* _AIM OF THE EXERCISE_: Here are some records. Copy each one exactly.

* _EXERCISE INPUT_:
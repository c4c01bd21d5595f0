//! Error types for xmlmapper
//!
//! This module defines all error types used throughout the library.
//! "Absent" results are not errors: a `single` parse that matches nothing
//! returns [`crate::parser::Parsed::Absent`].

use std::fmt;
use thiserror::Error;

/// Result type alias using xmlmapper Error
pub type Result<T> = std::result::Result<T, Error>;

/// Main error type for xmlmapper operations
#[derive(Error, Debug)]
pub enum Error {
    /// Invalid schema declaration, raised at registration time
    #[error("syntax error: {0}")]
    Syntax(#[from] SyntaxError),

    /// Malformed XML source
    #[error("parse error: {0}")]
    Parse(#[from] ParseError),

    /// A matched value could not be converted to its declared type
    #[error("coercion error: {0}")]
    Coercion(#[from] CoercionError),

    /// Unsupported or malformed XPath expression
    #[error("xpath error: {0}")]
    XPath(String),

    /// A schema referenced by name is not registered
    #[error("unknown type: {0}")]
    UnknownType(String),

    /// A named parser method could not be found on the target or owning type
    #[error("unknown method '{method}' on {type_name}")]
    UnknownMethod {
        /// Name of the method that was looked up
        method: String,
        /// Types searched, in lookup order
        type_name: String,
    },

    /// Invalid option value
    #[error("value error: {0}")]
    Value(String),

    /// Limit exceeded error
    #[error("limit exceeded: {0}")]
    LimitExceeded(String),

    /// I/O error
    #[error("I/O error: {0}")]
    Io(#[from] std::io::Error),

    /// XML output error
    #[error("XML error: {0}")]
    Xml(String),

    /// Resource loading error
    #[error("resource error: {0}")]
    Resource(String),
}

/// A schema declared something that can never be valid, e.g. a tag
/// containing a namespace separator.
#[derive(Debug, Clone)]
pub struct SyntaxError {
    /// Error message
    pub message: String,
    /// The offending declaration
    pub declaration: Option<String>,
}

impl SyntaxError {
    /// Create a new syntax error
    pub fn new(message: impl Into<String>) -> Self {
        Self {
            message: message.into(),
            declaration: None,
        }
    }

    /// Set the offending declaration
    pub fn with_declaration(mut self, declaration: impl Into<String>) -> Self {
        self.declaration = Some(declaration.into());
        self
    }
}

impl fmt::Display for SyntaxError {
    fn fmt(&self, f: &mut fmt::Formatter<'_>) -> fmt::Result {
        write!(f, "{}", self.message)?;

        if let Some(ref declaration) = self.declaration {
            write!(f, " (in declaration '{}')", declaration)?;
        }

        Ok(())
    }
}

impl std::error::Error for SyntaxError {}

/// Malformed XML source
#[derive(Debug, Clone)]
pub struct ParseError {
    /// Error message
    pub message: String,
    /// Location in the source, as `line:column`
    pub location: Option<String>,
    /// Source snippet that caused the error
    pub source: Option<String>,
}

impl ParseError {
    /// Create a new parse error
    pub fn new(message: impl Into<String>) -> Self {
        Self {
            message: message.into(),
            location: None,
            source: None,
        }
    }

    /// Set the location
    pub fn with_location(mut self, location: impl Into<String>) -> Self {
        self.location = Some(location.into());
        self
    }

    /// Set the source
    pub fn with_source(mut self, source: impl Into<String>) -> Self {
        self.source = Some(source.into());
        self
    }
}

impl fmt::Display for ParseError {
    fn fmt(&self, f: &mut fmt::Formatter<'_>) -> fmt::Result {
        write!(f, "{}", self.message)?;

        if let Some(ref loc) = self.location {
            write!(f, "\n\nLocation: {}", loc)?;
        }

        if let Some(ref src) = self.source {
            write!(f, "\n\nSource:\n{}", src)?;
        }

        Ok(())
    }
}

impl std::error::Error for ParseError {}

/// A matched text value that cannot be converted to its declared type
#[derive(Debug, Clone)]
pub struct CoercionError {
    /// The offending text
    pub text: String,
    /// Name of the item being coerced
    pub item: Option<String>,
    /// Name of the target type
    pub target: String,
    /// Underlying reason reported by the converter
    pub reason: Option<String>,
}

impl CoercionError {
    /// Create a new coercion error
    pub fn new(text: impl Into<String>, target: impl Into<String>) -> Self {
        Self {
            text: text.into(),
            item: None,
            target: target.into(),
            reason: None,
        }
    }

    /// Set the item name
    pub fn with_item(mut self, item: impl Into<String>) -> Self {
        self.item = Some(item.into());
        self
    }

    /// Set the reason
    pub fn with_reason(mut self, reason: impl Into<String>) -> Self {
        self.reason = Some(reason.into());
        self
    }
}

impl fmt::Display for CoercionError {
    fn fmt(&self, f: &mut fmt::Formatter<'_>) -> fmt::Result {
        write!(f, "cannot convert '{}' to {}", self.text, self.target)?;

        if let Some(ref item) = self.item {
            write!(f, " for item '{}'", item)?;
        }

        if let Some(ref reason) = self.reason {
            write!(f, ": {}", reason)?;
        }

        Ok(())
    }
}

impl std::error::Error for CoercionError {}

* _YOUR SOLUTION_:
repository c4c01bd21d5595f0
//! Error types for xmlmapper
//!
//! This module defines all error types used throughout the library.
//! "Absent" results are not errors: a `single` parse that matches nothing
//! returns [`crate::parser::Parsed::Absent`].

use std::fmt;
use thiserror::Error;

/// Result type alias using xmlmapper Error
pub type Result<T> = std::result::Result<T, Error>;

/// Main error type for xmlmapper operations
#[derive(Error, Debug)]
pub enum Error {
    /// Invalid schema declaration, raised at registration time
    #[error("syntax error: {0}")]
    Syntax(#[from] SyntaxError),

    /// Malformed XML source
    #[error("parse error: {0}")]
    Parse(#[from] ParseError),

    /// A matched value could not be converted to its declared type
    #[error("coercion error: {0}")]
    Coercion(#[from] CoercionError),

    /// Unsupported or malformed XPath expression
    #[error("xpath error: {0}")]
    XPath(String),

    /// A schema referenced by name is not registered
    #[error("unknown type: {0}")]
    UnknownType(String),

    /// A named parser method could not be found on the target or owning type
    #[error("unknown method '{method}' on {type_name}")]
    UnknownMethod {
        /// Name of the method that was looked up
        method: String,
        /// Types searched, in lookup order
        type_name: String,
    },

    /// Invalid option value
    #[error("value error: {0}")]
    Value(String),

    /// Limit exceeded error
    #[error("limit exceeded: {0}")]
    LimitExceeded(String),

    /// I/O error
    #[error("I/O error: {0}")]
    Io(#[from] std::io::Error),

    /// XML output error
    #[error("XML error: {0}")]
    Xml(String),

    /// Resource loading error
    #[error("resource error: {0}")]
    Resource(String),
}

/// A schema declared something that can never be valid, e.g. a tag
/// containing a namespace separator.
#[derive(Debug, Clone)]
pub struct SyntaxError {
    /// Error message
    pub message: String,
    /// The offending declaration
    pub declaration: Option<String>,
}

impl SyntaxError {
    /// Create a new syntax error
    pub fn new(message: impl Into<String>) -> Self {
        Self {
            message: message.into(),
            declaration: None,
        }
    }

    /// Set the offending declaration
    pub fn with_declaration(mut self, declaration: impl Into<String>) -> Self {
        self.declaration = Some(declaration.into());
        self
    }
}

impl fmt::Display for SyntaxError {
    fn fmt(&self, f: &mut fmt::Formatter<'_>) -> fmt::Result {
        write!(f, "{}", self.message)?;

        if let Some(ref declaration) = self.declaration {
            write!(f, " (in declaration '{}')", declaration)?;
        }

        Ok(())
    }
}

impl std::error::Error for SyntaxError {}

/// Malformed XML source
#[derive(Debug, Clone)]
pub struct ParseError {
    /// Error message
    pub message: String,
    /// Location in the source, as `line:column`
    pub location: Option<String>,
    /// Source snippet that caused the error
    pub source: Option<String>,
}

impl ParseError {
    /// Create a new parse error
    pub fn new(message: impl Into<String>) -> Self {
        Self {
            message: message.into(),
            location: None,
            source: None,
        }
    }

    /// Set the location
    pub fn with_location(mut self, location: impl Into<String>) -> Self {
        self.location = Some(location.into());
        self
    }

    /// Set the source
    pub fn with_source(mut self, source: impl Into<String>) -> Self {
        self.source = Some(source.into());
        self
    }
}

impl fmt::Display for ParseError {
    fn fmt(&self, f: &mut fmt::Formatter<'_>) -> fmt::Result {
        write!(f, "{}", self.message)?;

        if let Some(ref loc) = self.location {
            write!(f, "\n\nLocation: {}", loc)?;
        }

        if let Some(ref src) = self.source {
            write!(f, "\n\nSource:\n{}", src)?;
        }

        Ok(())
    }
}

impl std::error::Error for ParseError {}

/// A matched text value that cannot be converted to its declared type
#[derive(Debug, Clone)]
pub struct CoercionError {
    /// The offending text
    pub text: String,
    /// Name of the item being coerced
    pub item: Option<String>,
    /// Name of the target type
    pub target: String,
    /// Underlying reason reported by the converter
    pub reason: Option<String>,
}

impl CoercionError {
    /// Create a new coercion error
    pub fn new(text: impl Into<String>, target: impl Into<String>) -> Self {
        Self {
            text: text.into(),
            item: None,
            target: target.into(),
            reason: None,
        }
    }

    /// Set the item name
    pub fn with_item(mut self, item: impl Into<String>) -> Self {
        self.item = Some(item.into());
        self
    }

    /// Set the reason
    pub fn with_reason(mut self, reason: impl Into<String>) -> Self {
        self.reason = Some(reason.into());
        self
    }
}

impl fmt::Display for CoercionError {
    fn fmt(&self, f: &mut fmt::Formatter<'_>) -> fmt::Result {
        write!(f, "cannot convert '{}' to {}", self.text, self.target)?;

        if let Some(ref item) = self.item {
            write!(f, " for item '{}'", item)?;
        }

        if let Some(ref reason) = self.reason {
            write!(f, ": {}", reason)?;
        }

        Ok(())
    }
}

impl std::error::Error for CoercionError {}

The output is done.